Ambassador Michèle Taylor, the U.S. Permanent Representative to the United Nations Human Rights Council, has today expressed her grave concern over the human rights violations in Ethiopia’s Amhara and Oromia regions.
Speaking at the 47th United Nations Human Rights Council’s Session of the Universal Periodic Review (UPR) on the human rights record of Ethiopia, which was held this morning in Geneva, Switzerland, Taylor called for accountability for atrocities including the “war crimes, crimes against humanity and ethnic cleansing committed during the northern conflict” in Ethiopia.
“We are gravely concerned about reports of human rights violations in Amhara, Oromia, and elsewhere by restricting fundamental rights throughout the country,” she stressed.
The Ethiopian delegation, led by Belayihun Yirga Kifle, State Minister, Ministry of Justice, presented the country’s human rights records to the council.
Belayihun said the government has taken measures to “uphold the rule of law” to resolve the ongoing conflicts in the Amhara and Oromia regions through dialogue and reconciliation with the armed groups.

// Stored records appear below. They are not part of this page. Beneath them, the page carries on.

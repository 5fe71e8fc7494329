//! The world-state trie interface and its in-memory implementation.

use std::collections::BTreeMap;

use primitive_types::H256;
use rlp::RlpStream;

use crate::errors::TrieError;
use crate::util::keccak256;

/// A Merkle-style key-value store with nested checkpoint semantics.
/// The VM only relies on this contract; a real Merkle-Patricia node
/// store slots in behind it.
pub trait Trie {
    /// Read the value stored at a key.
    fn get(&self, key: &[u8]) -> Result<Option<Vec<u8>>, TrieError>;
    /// Insert or replace the value stored at a key.
    fn put(&mut self, key: Vec<u8>, value: Vec<u8>) -> Result<(), TrieError>;
    /// Delete a key.
    fn del(&mut self, key: &[u8]) -> Result<(), TrieError>;
    /// The root commitment over the current contents.
    fn root(&self) -> H256;
    /// Push a savepoint.
    fn checkpoint(&mut self);
    /// Discard the latest savepoint, keeping the writes made since.
    fn commit(&mut self);
    /// Pop the latest savepoint, undoing every write made since.
    fn revert(&mut self);
}

/// A factory for tries, keyed by root.
pub trait Database {
    /// The trie type this database hands out.
    type Trie: Trie;

    /// Open the trie rooted at `root`. The empty root always opens an
    /// empty trie.
    fn create_trie(&self, root: H256) -> Result<Self::Trie, TrieError>;
    /// Persist a trie's contents and return its root.
    fn commit_trie(&mut self, trie: &Self::Trie) -> H256;
}

/// Root of a trie with no entries.
pub fn empty_trie_root() -> H256 {
    content_root(&BTreeMap::new())
}

fn content_root(entries: &BTreeMap<Vec<u8>, Vec<u8>>) -> H256 {
    let mut stream = RlpStream::new_list(entries.len());
    for (key, value) in entries {
        stream.begin_list(2);
        stream.append(key);
        stream.append(value);
    }
    keccak256(&stream.out())
}

/// An in-memory trie. Checkpoints are a journal of `(key, previous
/// value)` entries replayed in reverse on revert.
#[derive(Debug, Clone, Default)]
pub struct MemoryTrie {
    entries: BTreeMap<Vec<u8>, Vec<u8>>,
    journal: Vec<Vec<(Vec<u8>, Option<Vec<u8>>)>>,
}

impl MemoryTrie {
    fn record(&mut self, key: &[u8]) {
        if let Some(frame) = self.journal.last_mut() {
            frame.push((key.to_vec(), self.entries.get(key).cloned()));
        }
    }
}

impl Trie for MemoryTrie {
    fn get(&self, key: &[u8]) -> Result<Option<Vec<u8>>, TrieError> {
        Ok(self.entries.get(key).cloned())
    }

    fn put(&mut self, key: Vec<u8>, value: Vec<u8>) -> Result<(), TrieError> {
        self.record(&key);
        self.entries.insert(key, value);
        Ok(())
    }

    fn del(&mut self, key: &[u8]) -> Result<(), TrieError> {
        self.record(key);
        self.entries.remove(key);
        Ok(())
    }

    fn root(&self) -> H256 {
        content_root(&self.entries)
    }

    fn checkpoint(&mut self) {
        self.journal.push(Vec::new());
    }

    fn commit(&mut self) {
        let frame = self.journal.pop().expect("commit without checkpoint");
        // Writes survive, but an outer savepoint must still be able
        // to undo them.
        if let Some(outer) = self.journal.last_mut() {
            let mut frame = frame;
            outer.append(&mut frame);
        }
    }

    fn revert(&mut self) {
        let frame = self.journal.pop().expect("revert without checkpoint");
        for (key, previous) in frame.into_iter().rev() {
            match previous {
                Some(value) => {
                    self.entries.insert(key, value);
                }
                None => {
                    self.entries.remove(&key);
                }
            }
        }
    }
}

/// An in-memory trie database, content-addressing whole tries by
/// their root.
#[derive(Debug, Clone, Default)]
pub struct MemoryDatabase {
    snapshots: BTreeMap<H256, BTreeMap<Vec<u8>, Vec<u8>>>,
}

impl Database for MemoryDatabase {
    type Trie = MemoryTrie;

    fn create_trie(&self, root: H256) -> Result<MemoryTrie, TrieError> {
        if root == empty_trie_root() {
            return Ok(MemoryTrie::default());
        }
        match self.snapshots.get(&root) {
            Some(entries) => Ok(MemoryTrie {
                entries: entries.clone(),
                journal: Vec::new(),
            }),
            None => Err(TrieError::new("unknown trie root")),
        }
    }

    fn commit_trie(&mut self, trie: &MemoryTrie) -> H256 {
        let root = trie.root();
        self.snapshots.insert(root, trie.entries.clone());
        root
    }
}

#[cfg(test)]
mod tests {
    use super::*;

    #[test]
    fn revert_restores_previous_values() {
        let mut trie = MemoryTrie::default();
        trie.put(b"a".to_vec(), b"1".to_vec()).unwrap();

        trie.checkpoint();
        trie.put(b"a".to_vec(), b"2".to_vec()).unwrap();
        trie.put(b"b".to_vec(), b"3".to_vec()).unwrap();
        trie.del(b"a").unwrap();
        trie.revert();

        assert_eq!(trie.get(b"a").unwrap(), Some(b"1".to_vec()));
        assert_eq!(trie.get(b"b").unwrap(), None);
    }

    #[test]
    fn commit_keeps_writes_undoable_by_outer_checkpoint() {
        let mut trie = MemoryTrie::default();
        trie.checkpoint();
        trie.checkpoint();
        trie.put(b"x".to_vec(), b"1".to_vec()).unwrap();
        trie.commit();
        assert_eq!(trie.get(b"x").unwrap(), Some(b"1".to_vec()));
        trie.revert();
        assert_eq!(trie.get(b"x").unwrap(), None);
    }

    #[test]
    fn root_tracks_contents() {
        let mut trie = MemoryTrie::default();
        assert_eq!(trie.root(), empty_trie_root());
        let empty = trie.root();

        trie.checkpoint();
        trie.put(b"k".to_vec(), b"v".to_vec()).unwrap();
        let populated = trie.root();
        assert_ne!(empty, populated);

        trie.revert();
        assert_eq!(trie.root(), empty);
    }

    #[test]
    fn database_round_trip() {
        let mut database = MemoryDatabase::default();
        let mut trie = database.create_trie(empty_trie_root()).unwrap();
        trie.put(b"k".to_vec(), b"v".to_vec()).unwrap();
        let root = database.commit_trie(&trie);

        let reopened = database.create_trie(root).unwrap();
        assert_eq!(reopened.get(b"k").unwrap(), Some(b"v".to_vec()));
        assert!(database.create_trie(H256::repeat_byte(1)).is_err());
    }
}
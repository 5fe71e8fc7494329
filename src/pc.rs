//! Program counter and jump-destination analysis.

use std::cmp::min;
use std::marker::PhantomData;

use primitive_types::U256;

use crate::errors::FrameError;
use crate::opcode::Opcode;
use crate::patch::Patch;

#[derive(Debug, Clone, Copy, Eq, PartialEq)]
#[allow(missing_docs)]
/// A decoded instruction. This is the same as `Opcode` except that
/// `PUSH` carries its immediate value.
pub enum Instruction {
    STOP, ADD, MUL, SUB, DIV, SDIV, MOD, SMOD, ADDMOD, MULMOD, EXP,
    SIGNEXTEND, LT, GT, SLT, SGT, EQ, ISZERO, AND, OR, XOR, NOT, BYTE,
    SHA3, ADDRESS, BALANCE, ORIGIN, CALLER, CALLVALUE, CALLDATALOAD,
    CALLDATASIZE, CALLDATACOPY, CODESIZE, CODECOPY, GASPRICE,
    EXTCODESIZE, EXTCODECOPY, BLOCKHASH, COINBASE, TIMESTAMP, NUMBER,
    DIFFICULTY, GASLIMIT, POP, MLOAD, MSTORE, MSTORE8, SLOAD, SSTORE,
    JUMP, JUMPI, PC, MSIZE, GAS, JUMPDEST, CREATE, CALL, CALLCODE,
    RETURN, DELEGATECALL, SUICIDE,

    PUSH(U256),
    DUP(usize),
    SWAP(usize),
    LOG(usize),
}

/// Valid jump destinations of a code byte string: positions holding a
/// `JUMPDEST` byte that are not inside `PUSH` immediate data.
#[derive(Debug, Clone, Eq, PartialEq)]
pub struct Valids(Vec<bool>);

impl Valids {
    /// Scan the code once and build the valid jump destination map.
    pub fn new(code: &[u8]) -> Self {
        let mut valids: Vec<bool> = Vec::with_capacity(code.len());
        valids.resize(code.len(), false);

        let mut i = 0;
        while i < code.len() {
            let opcode = Opcode(code[i]);
            if opcode == Opcode::JUMPDEST {
                valids[i] = true;
                i += 1;
            } else if let Some(v) = opcode.is_push() {
                i += v + 1;
            } else {
                i += 1;
            }
        }

        Valids(valids)
    }

    /// Returns `true` if the position is a valid jump destination.
    pub fn is_valid(&self, position: usize) -> bool {
        if position >= self.0.len() {
            return false;
        }

        self.0[position]
    }
}

/// Read the big-endian `PUSH` immediate starting at `position`,
/// reading zero for any byte past the end of code.
fn read_push(code: &[u8], position: usize, count: usize) -> U256 {
    let end = min(position + count, code.len());
    let mut val = [0u8; 32];
    if position < end {
        val[(32 - count)..(32 - count + end - position)].copy_from_slice(&code[position..end]);
    }
    U256::from_big_endian(&val)
}

fn decode<P: Patch>(code: &[u8], position: usize) -> Result<Instruction, FrameError> {
    let opcode = Opcode(code[position]);
    if let Some(v) = opcode.is_push() {
        return Ok(Instruction::PUSH(read_push(code, position + 1, v)));
    }
    if opcode >= Opcode::DUP1 && opcode <= Opcode::DUP16 {
        return Ok(Instruction::DUP((opcode.0 - Opcode::DUP1.0) as usize + 1));
    }
    if opcode >= Opcode::SWAP1 && opcode <= Opcode::SWAP16 {
        return Ok(Instruction::SWAP((opcode.0 - Opcode::SWAP1.0) as usize + 1));
    }
    if opcode >= Opcode::LOG0 && opcode <= Opcode::LOG4 {
        return Ok(Instruction::LOG((opcode.0 - Opcode::LOG0.0) as usize));
    }

    Ok(match opcode {
        Opcode::STOP => Instruction::STOP,
        Opcode::ADD => Instruction::ADD,
        Opcode::MUL => Instruction::MUL,
        Opcode::SUB => Instruction::SUB,
        Opcode::DIV => Instruction::DIV,
        Opcode::SDIV => Instruction::SDIV,
        Opcode::MOD => Instruction::MOD,
        Opcode::SMOD => Instruction::SMOD,
        Opcode::ADDMOD => Instruction::ADDMOD,
        Opcode::MULMOD => Instruction::MULMOD,
        Opcode::EXP => Instruction::EXP,
        Opcode::SIGNEXTEND => Instruction::SIGNEXTEND,

        Opcode::LT => Instruction::LT,
        Opcode::GT => Instruction::GT,
        Opcode::SLT => Instruction::SLT,
        Opcode::SGT => Instruction::SGT,
        Opcode::EQ => Instruction::EQ,
        Opcode::ISZERO => Instruction::ISZERO,
        Opcode::AND => Instruction::AND,
        Opcode::OR => Instruction::OR,
        Opcode::XOR => Instruction::XOR,
        Opcode::NOT => Instruction::NOT,
        Opcode::BYTE => Instruction::BYTE,

        Opcode::SHA3 => Instruction::SHA3,

        Opcode::ADDRESS => Instruction::ADDRESS,
        Opcode::BALANCE => Instruction::BALANCE,
        Opcode::ORIGIN => Instruction::ORIGIN,
        Opcode::CALLER => Instruction::CALLER,
        Opcode::CALLVALUE => Instruction::CALLVALUE,
        Opcode::CALLDATALOAD => Instruction::CALLDATALOAD,
        Opcode::CALLDATASIZE => Instruction::CALLDATASIZE,
        Opcode::CALLDATACOPY => Instruction::CALLDATACOPY,
        Opcode::CODESIZE => Instruction::CODESIZE,
        Opcode::CODECOPY => Instruction::CODECOPY,
        Opcode::GASPRICE => Instruction::GASPRICE,
        Opcode::EXTCODESIZE => Instruction::EXTCODESIZE,
        Opcode::EXTCODECOPY => Instruction::EXTCODECOPY,

        Opcode::BLOCKHASH => Instruction::BLOCKHASH,
        Opcode::COINBASE => Instruction::COINBASE,
        Opcode::TIMESTAMP => Instruction::TIMESTAMP,
        Opcode::NUMBER => Instruction::NUMBER,
        Opcode::DIFFICULTY => Instruction::DIFFICULTY,
        Opcode::GASLIMIT => Instruction::GASLIMIT,

        Opcode::POP => Instruction::POP,
        Opcode::MLOAD => Instruction::MLOAD,
        Opcode::MSTORE => Instruction::MSTORE,
        Opcode::MSTORE8 => Instruction::MSTORE8,
        Opcode::SLOAD => Instruction::SLOAD,
        Opcode::SSTORE => Instruction::SSTORE,
        Opcode::JUMP => Instruction::JUMP,
        Opcode::JUMPI => Instruction::JUMPI,
        Opcode::PC => Instruction::PC,
        Opcode::MSIZE => Instruction::MSIZE,
        Opcode::GAS => Instruction::GAS,
        Opcode::JUMPDEST => Instruction::JUMPDEST,

        Opcode::CREATE => Instruction::CREATE,
        Opcode::CALL => Instruction::CALL,
        Opcode::CALLCODE => Instruction::CALLCODE,
        Opcode::RETURN => Instruction::RETURN,
        Opcode::DELEGATECALL => {
            if P::has_delegate_call() {
                Instruction::DELEGATECALL
            } else {
                return Err(FrameError::InvalidOpcode);
            }
        }
        Opcode::SUICIDE => Instruction::SUICIDE,

        _ => return Err(FrameError::InvalidOpcode),
    })
}

/// A read-only view of the program counter.
pub struct PC<'a, P: Patch> {
    position: &'a usize,
    code: &'a [u8],
    valids: &'a Valids,
    _patch: PhantomData<P>,
}

impl<'a, P: Patch> PC<'a, P> {
    /// Create a new program counter view over the given code.
    pub fn new(code: &'a [u8], valids: &'a Valids, position: &'a usize) -> Self {
        Self {
            code,
            valids,
            position,
            _patch: PhantomData,
        }
    }

    /// Current position.
    pub fn position(&self) -> usize {
        *self.position
    }

    /// Returns `true` if the position is a valid jump destination.
    pub fn is_valid(&self, position: usize) -> bool {
        self.valids.is_valid(position)
    }

    /// Whether the program counter has run past the end of code. The
    /// frame stops normally in that case.
    pub fn is_end(&self) -> bool {
        *self.position >= self.code.len()
    }

    /// Peek the instruction under the cursor without advancing.
    pub fn peek(&self) -> Result<Instruction, FrameError> {
        if *self.position >= self.code.len() {
            return Err(FrameError::InvalidOpcode);
        }
        decode::<P>(self.code, *self.position)
    }
}

/// A mutable program counter that can advance and jump.
pub struct PCMut<'a, P: Patch> {
    position: &'a mut usize,
    code: &'a [u8],
    valids: &'a Valids,
    _patch: PhantomData<P>,
}

impl<'a, P: Patch> PCMut<'a, P> {
    /// Create a new mutable program counter over the given code.
    pub fn new(code: &'a [u8], valids: &'a Valids, position: &'a mut usize) -> Self {
        Self {
            code,
            valids,
            position,
            _patch: PhantomData,
        }
    }

    /// Jump to a position in the code. The destination must be a
    /// valid jump destination.
    pub fn jump(&mut self, position: usize) -> Result<(), FrameError> {
        if position >= self.code.len() || !self.valids.is_valid(position) {
            return Err(FrameError::InvalidJump);
        }

        *self.position = position;
        Ok(())
    }

    /// Read the instruction under the cursor and advance past it and
    /// any immediate data.
    pub fn read(&mut self) -> Result<Instruction, FrameError> {
        if *self.position >= self.code.len() {
            return Err(FrameError::InvalidOpcode);
        }
        let result = decode::<P>(self.code, *self.position)?;
        let opcode = Opcode(self.code[*self.position]);
        match opcode.is_push() {
            Some(v) => {
                *self.position = min(*self.position + v + 1, self.code.len());
            }
            None => {
                *self.position += 1;
            }
        }
        Ok(result)
    }
}

#[cfg(test)]
mod tests {
    use super::*;
    use crate::patch::HomesteadPatch;

    #[test]
    fn valids_skip_push_data() {
        // PUSH2 0x5b5b JUMPDEST
        let code = [0x61, 0x5b, 0x5b, 0x5b];
        let valids = Valids::new(&code);
        assert!(!valids.is_valid(1));
        assert!(!valids.is_valid(2));
        assert!(valids.is_valid(3));
        assert!(!valids.is_valid(4));
    }

    #[test]
    fn push_truncated_reads_zero() {
        // PUSH2 with a single remaining byte: high byte read, low byte zero.
        let code = [0x61, 0xff];
        let valids = Valids::new(&code);
        let position = 0;
        let pc = PC::<HomesteadPatch>::new(&code, &valids, &position);
        assert_eq!(
            pc.peek().unwrap(),
            Instruction::PUSH(U256::from(0xff00u64))
        );
    }

    #[test]
    fn read_advances_past_immediates() {
        let code = [0x60, 0x01, 0x60, 0x02, 0x01];
        let valids = Valids::new(&code);
        let mut position = 0;
        let mut pc = PCMut::<HomesteadPatch>::new(&code, &valids, &mut position);
        assert_eq!(pc.read().unwrap(), Instruction::PUSH(U256::one()));
        assert_eq!(pc.read().unwrap(), Instruction::PUSH(U256::from(2u64)));
        assert_eq!(pc.read().unwrap(), Instruction::ADD);
        assert!(PC::<HomesteadPatch>::new(&code, &valids, &position).is_end());
    }
}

According to Belayihun, the federal government conducted “two rounds of negotiations” with the Oromo Liberation Army (OLA) in Tanzania when the Amhara Regional State Peace Council tried to resolve the conflict in the Amhara region by facilitating “discussions with various factions.”
A representative of Lithuania to the UN Human Rights Council has expressed his concern over grave human rights violations committed by both state and non-state actors including “torture, arbitrary arrest, killing, and gender-based violence as well as the suppression of journalists and civil societies” in Ethiopia.
Other representatives in the council have forwarded recommendations to the Ethiopian delegation to pay attention to the international conventions on enforced disappearance, executions, extrajudical killings, torture, gender-based violence, recruitment and use of childhood soldiers, freedom of speech and expression including freedom of assembly, impunity, victim-based judicial process, ensuring accountability, and allowing an independent investigations of the human rights violations in the country.
The UNHRC UPR Working Group is expected to adopt the recommendations on Friday, November 15, 2024.